In the coral reef coexist many species. The marine fauna and flora have here found conditions favourable to life. The clown fish, for example, does not rub against a plant, but rather an anemone, an animal of the polyp family.
The anemone, with its stinging tentacles, protects the clown fish from its enemies. The fish, in return, cleans its protector of parasites.
Long before science was able to study the symbiotic relationship between the clown fish and the anemone,
the sea was, for man, a place of countless mysteries. The lack of scientific information was compensated for by the imagination of man, filling the ocean with marine unicorns, giant snakes and mermaids.

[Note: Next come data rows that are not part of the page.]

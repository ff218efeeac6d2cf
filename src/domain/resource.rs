//! Closed set of watched kinds.

use super::condition::Condition;
use super::envoy::Envoy;
use super::gateway::{Gateway, GatewayClass};
use super::meta::{NamespacedName, ObjectMeta};
use super::route::HttpRoute;
use super::secret::Secret;
use super::service::Service;
use serde::{Deserialize, Serialize};
use std::fmt;

#[derive(Debug, Clone, Copy, PartialEq, Eq, Hash, PartialOrd, Ord, Serialize, Deserialize)]
pub enum ResourceKind {
    GatewayClass,
    Gateway,
    #[serde(rename = "HTTPRoute")]
    HttpRoute,
    Service,
    Secret,
    Envoy,
}

impl ResourceKind {
    pub const ALL: [ResourceKind; 6] = [
        ResourceKind::GatewayClass,
        ResourceKind::Gateway,
        ResourceKind::HttpRoute,
        ResourceKind::Service,
        ResourceKind::Secret,
        ResourceKind::Envoy,
    ];

    pub fn as_str(&self) -> &'static str {
        match self {
            Self::GatewayClass => "GatewayClass",
            Self::Gateway => "Gateway",
            Self::HttpRoute => "HTTPRoute",
            Self::Service => "Service",
            Self::Secret => "Secret",
            Self::Envoy => "Envoy",
        }
    }

    pub fn is_cluster_scoped(&self) -> bool {
        matches!(self, Self::GatewayClass)
    }

    /// Kinds that report status conditions
    pub fn has_status(&self) -> bool {
        !matches!(self, Self::Service | Self::Secret)
    }
}

impl fmt::Display for ResourceKind {
    fn fmt(&self, f: &mut fmt::Formatter<'_>) -> fmt::Result {
        f.write_str(self.as_str())
    }
}

/// A resource record of any watched kind, tagged by `kind` in manifests.
#[derive(Debug, Clone, PartialEq, Serialize, Deserialize)]
#[serde(tag = "kind")]
pub enum Resource {
    GatewayClass(GatewayClass),
    Gateway(Gateway),
    #[serde(rename = "HTTPRoute")]
    HttpRoute(HttpRoute),
    Service(Service),
    Secret(Secret),
    Envoy(Envoy),
}

impl Resource {
    pub fn kind(&self) -> ResourceKind {
        match self {
            Self::GatewayClass(_) => ResourceKind::GatewayClass,
            Self::Gateway(_) => ResourceKind::Gateway,
            Self::HttpRoute(_) => ResourceKind::HttpRoute,
            Self::Service(_) => ResourceKind::Service,
            Self::Secret(_) => ResourceKind::Secret,
            Self::Envoy(_) => ResourceKind::Envoy,
        }
    }

    pub fn meta(&self) -> &ObjectMeta {
        match self {
            Self::GatewayClass(r) => &r.metadata,
            Self::Gateway(r) => &r.metadata,
            Self::HttpRoute(r) => &r.metadata,
            Self::Service(r) => &r.metadata,
            Self::Secret(r) => &r.metadata,
            Self::Envoy(r) => &r.metadata,
        }
    }

    pub fn meta_mut(&mut self) -> &mut ObjectMeta {
        match self {
            Self::GatewayClass(r) => &mut r.metadata,
            Self::Gateway(r) => &mut r.metadata,
            Self::HttpRoute(r) => &mut r.metadata,
            Self::Service(r) => &mut r.metadata,
            Self::Secret(r) => &mut r.metadata,
            Self::Envoy(r) => &mut r.metadata,
        }
    }

    pub fn key(&self) -> NamespacedName {
        self.meta().key()
    }

    pub fn conditions(&self) -> Option<&[Condition]> {
        match self {
            Self::GatewayClass(r) => Some(&r.status.conditions),
            Self::Gateway(r) => Some(&r.status.conditions),
            Self::HttpRoute(r) => Some(&r.status.conditions),
            Self::Envoy(r) => Some(&r.status.conditions),
            Self::Service(_) | Self::Secret(_) => None,
        }
    }

    pub fn conditions_mut(&mut self) -> Option<&mut Vec<Condition>> {
        match self {
            Self::GatewayClass(r) => Some(&mut r.status.conditions),
            Self::Gateway(r) => Some(&mut r.status.conditions),
            Self::HttpRoute(r) => Some(&mut r.status.conditions),
            Self::Envoy(r) => Some(&mut r.status.conditions),
            Self::Service(_) | Self::Secret(_) => None,
        }
    }

    /// Same kind and same desired state. Metadata other than labels and
    /// annotations, and status, are ignored.
    pub fn spec_eq(&self, other: &Resource) -> bool {
        let same_spec = match (self, other) {
            (Self::GatewayClass(a), Self::GatewayClass(b)) => a.spec == b.spec,
            (Self::Gateway(a), Self::Gateway(b)) => a.spec == b.spec,
            (Self::HttpRoute(a), Self::HttpRoute(b)) => a.spec == b.spec,
            (Self::Service(a), Self::Service(b)) => a.spec == b.spec,
            (Self::Secret(a), Self::Secret(b)) => a.type_ == b.type_ && a.data == b.data,
            (Self::Envoy(a), Self::Envoy(b)) => a.spec == b.spec,
            _ => false,
        };
        same_spec
            && self.meta().labels == other.meta().labels
            && self.meta().annotations == other.meta().annotations
    }

    /// Copy status from `other` when both are the same kind
    pub fn copy_status_from(&mut self, other: &Resource) {
        match (self, other) {
            (Self::GatewayClass(a), Self::GatewayClass(b)) => a.status = b.status.clone(),
            (Self::Gateway(a), Self::Gateway(b)) => a.status = b.status.clone(),
            (Self::HttpRoute(a), Self::HttpRoute(b)) => a.status = b.status.clone(),
            (Self::Envoy(a), Self::Envoy(b)) => a.status = b.status.clone(),
            _ => {}
        }
    }
}

macro_rules! resource_from {
    ($($variant:ident => $ty:ty),* $(,)?) => {
        $(
            impl From<$ty> for Resource {
                fn from(value: $ty) -> Self {
                    Resource::$variant(value)
                }
            }
        )*
    };
}

resource_from! {
    GatewayClass => GatewayClass,
    Gateway => Gateway,
    HttpRoute => HttpRoute,
    Service => Service,
    Secret => Secret,
    Envoy => Envoy,
}

#[cfg(test)]
mod tests {
    use super::*;

    #[test]
    fn decode_tagged_manifest() {
        let yaml = r#"
kind: HTTPRoute
apiVersion: networking.x-k8s.io/v1alpha1
metadata:
  namespace: default
  name: echo
  labels:
    app: filter
spec:
  rules:
    - matches:
        - path:
            type: Prefix
            value: /
      forwardTo:
        - serviceName: echo
          port: 80
"#;
        let resource: Resource = serde_yaml::from_str(yaml).unwrap();
        assert_eq!(resource.kind(), ResourceKind::HttpRoute);
        assert_eq!(resource.key(), NamespacedName::new("default", "echo"));
        match resource {
            Resource::HttpRoute(route) => {
                assert_eq!(route.spec.rules[0].forward_to[0].port, Some(80));
            }
            other => panic!("unexpected {other:?}"),
        }
    }

    #[test]
    fn spec_eq_ignores_status_and_versions() {
        let mut a = Gateway::default();
        a.spec.gateway_class_name = "contour".into();
        let mut b = a.clone();
        b.metadata.resource_version = 9;
        b.status.conditions.push(Condition::new(
            "Ready",
            crate::domain::ConditionStatus::True,
            "Valid",
            "",
        ));
        assert!(Resource::from(a.clone()).spec_eq(&Resource::from(b.clone())));

        b.spec.gateway_class_name = "other".into();
        assert!(!Resource::from(a).spec_eq(&Resource::from(b)));
    }
}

On other occasions, the danger came from much more familiar animals, the snakes. The olive sea snake is not only swifter than any land serpent, but it also possesses the deadliest poison of any snake in the world.
Beyond the coral reef, lie the open waters of the ocean, one of the environments most feared by man since ancient times. The seabed is lost in the dark depths, and all that can be seen is the so-called Great Blue, the immensity of the ocean. This is a world almost without colour, dominated by the great sea predators, the territory of the most feared ocean animal, the shark. Of all the species of shark in the seas, only a few attack man, but that has been enough to earn them a reputation inspiring fear and panic. the warm waters of the Indian Ocean are visited by white sharks, the most dangerous of all.